Posted Jan 30, 2013 15:35 UTC (Wed) by pboddie
In reply to: Seigo: Plasma.next()?
Parent article: Seigo: Plasma.next()?
leaning on brand reputation is how one builds on earned reputation. starting from scratch each time is absolutely insane. neither the customer nor the producer wins with that strategy.
Leaning on brand reputation is trading on that reputation but not always building on it. What would have happened if KDE 4 had been called something else? People would have been obliged to consider it more on its merits than on its connection with the KDE brand, which might not have been a good thing for the developers because it wouldn't have automatically directed an audience to that product, but then again people would have been obliged to reset their expectations, which would actually have been a good thing for all concerned.
Starting from scratch is a brave thing for developers to do, what with needing to work hard to persuade people of the merits of the software itself, when the alternative is to capture everyone upgrading from one release to the next.
when we started with Activities, nobody else had really explored this idea.
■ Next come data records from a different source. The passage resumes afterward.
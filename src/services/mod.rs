pub mod attempt_manager;
pub mod draft_store;
pub mod feedback_board;
pub mod persistence;

pub use attempt_manager::{AttemptManager, AttemptPhase, AttemptTransition};
pub use draft_store::{DraftChange, DraftSnapshot, DraftStore};
pub use feedback_board::{FeedbackBoard, FeedbackSnapshot, PollPhase};
pub use persistence::{PersistenceScheduler, SaveStatus};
Really? If you ignore the way people use virtual desktops, there are plenty of examples of grouping content and functionality by activity, at least beyond general window and desktop content management. The most ancient form is the spreadsheet and the use of separate files or sheets to organise different things (albeit with fairly restricted functionality on offer even with object embedding available), but you also find Web-based content management systems like Wiki sites providing activity-specific resources and employing tools that allow people to move beyond the application-centred view and towards a content-centred view that necessitates the integration of different applications or tools.
In fact, the way that Web applications often integrate different kinds of functionality in the same view is precisely the kind of thing that presumably inspired things like Microsoft Active Desktop, Netscape Constellation and, of course, Plasma.
There are also numerous articles online about activities; google provides a good number when searching for "plasma activities", such as this one: http://hanschen.org/2011/02/04/activities-a-change-in-workflow/
I don't think the author makes a good pitch for activities, really. He says, "With activities you can associate a particular window with more than one activity." You could do that already with virtual desktops in KDE 3, to the point where you can choose which desktops can see the window in KDE 3.5. I accept that using the term "activities" makes things easier to explain to people, but then you can argue that using that name for virtual desktops would solve that problem. Certainly, the toy examples I see given about making new activities for every single thing you do aren't going to scale, although I accept that if you do need another workspace it's easier than going into the configuration and adding one.
Having both activities and virtual desktops is confusing. The article seems to advocate one desktop and many activities, stating that you could have many desktops within an activity if you needed that, but then you're navigating some kind of maze just to find that window you were using. When I tried KDE 4 (Plasma Desktop?) recently, the workspace and pager functionality was so poor (minimised windows didn't appear in the panel at all, and the workspace indicator just showed two blank panels), I started to think that one reason for people being persuaded to use activities was that the other functionality just isn't usable any more, sad to say.
I think that activities are obviously an interesting idea and are widely used and proven already in other domains, but I don't think they appear as usable as the existing features for doing this kind of thing in KDE unless the audience is primarily people who need to be told how to organise their work. That would explain the photo activity which, if I were to find a comparable implementation of the concept in another medium, would be similar to having a simple Web photo gallery application, but even with a richer user interface toolkit available the usability just wasn't at the level I would expect: the navigation controls kept jumping around as the picture went from portrait to landscape and back again, and the picture needed resizing in a sometimes complicated set of user interface gestures.